Dans une pièce en sous-sol de la Fondation Ghassan Kanafani pour la protection de l’enfant, une vingtaine de gamins assis en tailleur suivent sagement la saynète du théâtre d’ombre. On y raconte l’histoire d’un enfant violenté par son père sur la base d’un ragot non vérifié qui le met en cause. "Qu’est-ce que la violence ?", interroge une jeune éducatrice de l’association palestinienne Nabeh. Les réponses fusent, applaudies par l’assistance.

Ici, comme à l’étage avec un groupe d’adolescents, ou encore dans une autre pièce avec une assemblée de mères, Nabeh s’emploie, sous la houlette de l’association Save the Children, à désamorcer la violence ordinaire, de moins en moins contenue au sein du camp de réfugiés palestiniens de Baddaoui, dans le nord du Liban.

Ce camp abrite l’écrasante majorité des 31 993 réfugiés déplacés de Nahr Al-Bared, où l’armée libanaise fait la guerre depuis près de deux mois au groupe dit Fatah Al-Islam. La cohabitation entre les deux populations devient chaque jour plus explosive, expliquent les responsables de Save the Children, de Première urgence, ou encore de Handicap International et de l’UNRWA (l’Agence de l’ONU pour les réfugiés palestiniens) à Jean-Claude Heyraud, qui dirige l’unité chargée entre autres du Moyen-Orient, au sein du département humanitaire de la Commission européenne (ECHO) et à ses collaborateurs.

Ces derniers sont venus faire le point sur les activités des nombreuses organisations non gouvernementales (ONG) internationales bénéficiaires des financements d’ECHO. Ils doivent examiner avec elles et l’UNRWA les perspectives de l’après-guerre à Nahr Al-Bared et les besoins potentiels urgents pour la réhabilitation du camp.
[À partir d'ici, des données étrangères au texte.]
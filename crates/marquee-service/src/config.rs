//! # Service Configuration
//!
//! Immutable configuration for the Marquee service, deserialized once at
//! startup from optional YAML files and `MARQUEE`-prefixed environment
//! variables, then handed by reference into each component constructor.
//!
//! The flat environment variables earlier deployments used
//! (`TMDB_API_KEY`, `DISCORD_WEBHOOK_URL`, ...) are still honored as
//! fallbacks for fields the structured sources leave unset.

use marquee_core::TmdbConfig;
use serde::Deserialize;
use tracing::Level;

/// Top-level service configuration.
#[derive(Debug, Clone, Default, Deserialize)]
#[serde(default)]
pub struct ServiceConfig {
    /// HTTP server settings
    pub server: ServerConfig,

    /// Event handling toggles
    pub events: EventConfig,

    /// TMDB metadata enrichment settings
    pub tmdb: TmdbConfig,

    /// Discord delivery settings
    pub discord: DiscordConfig,

    /// Logging configuration
    pub logging: LoggingConfig,
}

/// HTTP server configuration.
#[derive(Debug, Clone, Deserialize)]
#[serde(default)]
pub struct ServerConfig {
    /// Host to bind to
    pub host: String,

    /// Port to listen on
    pub port: u16,

    /// Maximum request size in bytes
    pub max_body_size: usize,

    /// Graceful shutdown timeout in seconds
    pub shutdown_timeout_seconds: u64,
}

impl Default for ServerConfig {
    fn default() -> Self {
        Self {
            host: "0.0.0.0".to_string(),
            port: 8000,
            max_body_size: 10 * 1024 * 1024, // 10MB
            shutdown_timeout_seconds: 30,
        }
    }
}

/// Event handling configuration.
#[derive(Debug, Clone, Default, Deserialize)]
#[serde(default)]
pub struct EventConfig {
    /// Build and dispatch notifications for `media.play` events.
    ///
    /// Off by default; every other event is acknowledged without
    /// producing a notification regardless of this flag.
    pub notify_on_play: bool,
}

/// Discord delivery configuration.
#[derive(Debug, Clone, Deserialize)]
#[serde(default)]
pub struct DiscordConfig {
    /// Webhook receiving playback notifications. Unset disables dispatch.
    pub webhook_url: Option<String>,

    /// Webhook receiving forwarded log records. Unset disables forwarding.
    pub log_webhook_url: Option<String>,

    /// Minimum severity forwarded to the log webhook.
    pub log_webhook_level: String,
}

impl Default for DiscordConfig {
    fn default() -> Self {
        Self {
            webhook_url: None,
            log_webhook_url: None,
            log_webhook_level: "warn".to_string(),
        }
    }
}

impl DiscordConfig {
    /// Parsed form of `log_webhook_level`.
    pub fn log_level(&self) -> Result<Level, ConfigError> {
        self.log_webhook_level
            .parse()
            .map_err(|_| ConfigError::InvalidLogLevel {
                field: "discord.log_webhook_level",
                value: self.log_webhook_level.clone(),
            })
    }
}

/// Logging configuration.
#[derive(Debug, Clone, Deserialize)]
#[serde(default)]
pub struct LoggingConfig {
    /// Console logging directive, used when `RUST_LOG` is unset. Accepts
    /// anything an env-filter does, from a bare level to per-target
    /// directives.
    pub level: String,
}

impl Default for LoggingConfig {
    fn default() -> Self {
        Self {
            level: "info".to_string(),
        }
    }
}

/// Error type for invalid configuration values.
#[derive(Debug, thiserror::Error)]
pub enum ConfigError {
    #[error("invalid log level '{value}' for {field}")]
    InvalidLogLevel {
        field: &'static str,
        value: String,
    },
}

impl ServiceConfig {
    /// Validate values the type system cannot.
    pub fn validate(&self) -> Result<(), ConfigError> {
        self.discord.log_level()?;

        tracing_subscriber::EnvFilter::try_new(&self.logging.level).map_err(|_| {
            ConfigError::InvalidLogLevel {
                field: "logging.level",
                value: self.logging.level.clone(),
            }
        })?;

        Ok(())
    }

    /// Fill unset fields from the legacy flat environment variables.
    pub fn apply_legacy_env(&mut self) {
        self.apply_legacy_env_from(|name| std::env::var(name).ok());
    }

    /// Testable form of [`ServiceConfig::apply_legacy_env`].
    ///
    /// A legacy variable only applies when it is non-empty and the
    /// structured configuration left the field unset (for optional fields)
    /// or at its default (for the rest). `PLEX_EVENT_MEDIAPLAY` can only
    /// enable the play flag, never disable it.
    pub fn apply_legacy_env_from(&mut self, get: impl Fn(&str) -> Option<String>) {
        let get = |name: &str| get(name).filter(|value| !value.is_empty());

        if self.tmdb.api_key.is_none() {
            self.tmdb.api_key = get("TMDB_API_KEY");
        }

        if self.discord.webhook_url.is_none() {
            self.discord.webhook_url = get("DISCORD_WEBHOOK_URL");
        }

        if self.discord.log_webhook_url.is_none() {
            self.discord.log_webhook_url = get("LOG_DISCORD_WEBHOOK_URL");
        }

        if self.discord.log_webhook_level == DiscordConfig::default().log_webhook_level {
            if let Some(level) = get("LOG_DISCORD_WEBHOOK_LEVEL") {
                self.discord.log_webhook_level = level;
            }
        }

        if self.logging.level == LoggingConfig::default().level {
            if let Some(level) = get("LOG_LEVEL") {
                self.logging.level = level;
            }
        }

        if get("PLEX_EVENT_MEDIAPLAY").is_some() {
            self.events.notify_on_play = true;
        }

        if self.server.port == ServerConfig::default().port {
            if let Some(port) = get("MARQUEE_PORT").and_then(|value| value.parse().ok()) {
                self.server.port = port;
            }
        }
    }
}

#[cfg(test)]
#[path = "config_tests.rs"]
mod tests;
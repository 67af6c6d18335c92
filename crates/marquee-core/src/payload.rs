//! # Webhook Payload Schema
//!
//! Typed representation of the JSON document the media server pushes on
//! playback and library events. The server omits keys freely depending on
//! event type, client, and library section, so every nested field is an
//! explicit `Option` and deserialization never fails on an absent key.

use serde::{Deserialize, Deserializer};

/// Inbound webhook document, decoded once per request.
///
/// Unknown keys are ignored; the server sends far more than we consume.
#[derive(Debug, Clone, Default, Deserialize)]
pub struct WebhookPayload {
    /// Event name, e.g. `media.play`. Absent events decode to an empty
    /// string and are rejected by classification.
    #[serde(default)]
    pub event: String,

    #[serde(rename = "Account", default)]
    pub account: Option<Account>,

    #[serde(rename = "Server", default)]
    pub server: Option<Server>,

    #[serde(rename = "Player", default)]
    pub player: Option<Player>,

    #[serde(rename = "Metadata", default)]
    pub metadata: Option<MediaMetadata>,
}

/// The account that triggered the event.
#[derive(Debug, Clone, Default, Deserialize)]
pub struct Account {
    #[serde(default)]
    pub title: Option<String>,

    /// Avatar URL, used as the notification author icon.
    #[serde(default)]
    pub thumb: Option<String>,
}

/// The media server instance that emitted the event.
#[derive(Debug, Clone, Default, Deserialize)]
pub struct Server {
    #[serde(default)]
    pub title: Option<String>,
}

/// The client device the event originated from.
#[derive(Debug, Clone, Default, Deserialize)]
pub struct Player {
    #[serde(default)]
    pub title: Option<String>,

    /// Whether the player is on the server's local network.
    ///
    /// The server has emitted this as a bool, an integer, and a string over
    /// the years; any present value coerces to its truthiness. `None` means
    /// the key was absent, which downstream treats differently from a
    /// present-but-falsy value.
    #[serde(default, deserialize_with = "deserialize_truthy")]
    pub local: Option<bool>,
}

/// The subset of the `Metadata` section relevant to notification building.
#[derive(Debug, Clone, Default, Deserialize)]
#[serde(rename_all = "camelCase")]
pub struct MediaMetadata {
    /// Raw media type tag as sent by the server. Use
    /// [`MediaMetadata::media_type`] for the closed enum form.
    #[serde(rename = "type", default)]
    pub raw_type: Option<String>,

    #[serde(default)]
    pub title: Option<String>,

    /// Series title for episodes.
    #[serde(default)]
    pub grandparent_title: Option<String>,

    /// Album or artist title for tracks.
    #[serde(default)]
    pub parent_title: Option<String>,

    /// Season number for episodes.
    #[serde(default)]
    pub parent_index: Option<i64>,

    /// Episode number within the season.
    #[serde(default)]
    pub index: Option<i64>,

    /// Clip subtype, e.g. `trailer`.
    #[serde(default)]
    pub subtype: Option<String>,

    #[serde(default)]
    pub library_section_title: Option<String>,
}

impl MediaMetadata {
    /// Media type as a closed enum; unrecognized or absent tags fall back to
    /// [`MediaType::Unknown`].
    pub fn media_type(&self) -> MediaType {
        self.raw_type
            .as_deref()
            .map(MediaType::from_tag)
            .unwrap_or(MediaType::Unknown)
    }
}

/// Recognized media types, with a fallback variant so server-added types
/// degrade instead of failing to decode.
#[derive(Debug, Clone, Copy, PartialEq, Eq, Default)]
pub enum MediaType {
    Movie,
    Episode,
    Track,
    Clip,
    #[default]
    Unknown,
}

impl MediaType {
    /// Parse a media type tag, falling back to `Unknown`.
    pub fn from_tag(tag: &str) -> Self {
        match tag {
            "movie" => Self::Movie,
            "episode" => Self::Episode,
            "track" => Self::Track,
            "clip" => Self::Clip,
            _ => Self::Unknown,
        }
    }

    /// Tag string as the media server spells it.
    pub fn as_str(&self) -> &'static str {
        match self {
            Self::Movie => "movie",
            Self::Episode => "episode",
            Self::Track => "track",
            Self::Clip => "clip",
            Self::Unknown => "unknown",
        }
    }
}

impl std::fmt::Display for MediaType {
    fn fmt(&self, f: &mut std::fmt::Formatter<'_>) -> std::fmt::Result {
        write!(f, "{}", self.as_str())
    }
}

/// Coerce any present JSON value to its truthiness.
///
/// Called by serde only when the key exists, so `Some(false)` is
/// distinguishable from an absent key. An explicit `null` counts as present
/// and falsy.
fn deserialize_truthy<'de, D>(deserializer: D) -> Result<Option<bool>, D::Error>
where
    D: Deserializer<'de>,
{
    let value = serde_json::Value::deserialize(deserializer)?;
    let truthy = match value {
        serde_json::Value::Null => false,
        serde_json::Value::Bool(b) => b,
        serde_json::Value::Number(n) => n.as_f64().map(|f| f != 0.0).unwrap_or(true),
        serde_json::Value::String(s) => {
            !(s.is_empty() || s == "0" || s.eq_ignore_ascii_case("false"))
        }
        serde_json::Value::Array(_) | serde_json::Value::Object(_) => true,
    };
    Ok(Some(truthy))
}

#[cfg(test)]
#[path = "payload_tests.rs"]
mod tests;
Ils ont également rencontré des familles déplacées et leurs hôtes. La Commission européenne a déjà déboursé 370 000 euros pour l’aide d’urgence aux réfugiés chassés par les combats.

Tension avec les réfugiés

La guerre de Nahr Al-Bared est visiblement entrée dans sa phase finale, avec l’encerclement du Fatah Al-Islam dans une portion congrue du camp. Compte tenu de la combativité acharnée du groupe djihadiste, dont les tirs ne visent plus uniquement les positions de l’armée mais aussi les villages autour du camp, nul n’est en mesure de prévoir quand les armes se tairont, ni, a fortiori, l’étendue des dégâts et des besoins.

Divers plans et dispositifs d’urgence pour l’après-guerre n’en sont pas moins déjà à l’étude, au niveau officiel libanais comme dans les ONG.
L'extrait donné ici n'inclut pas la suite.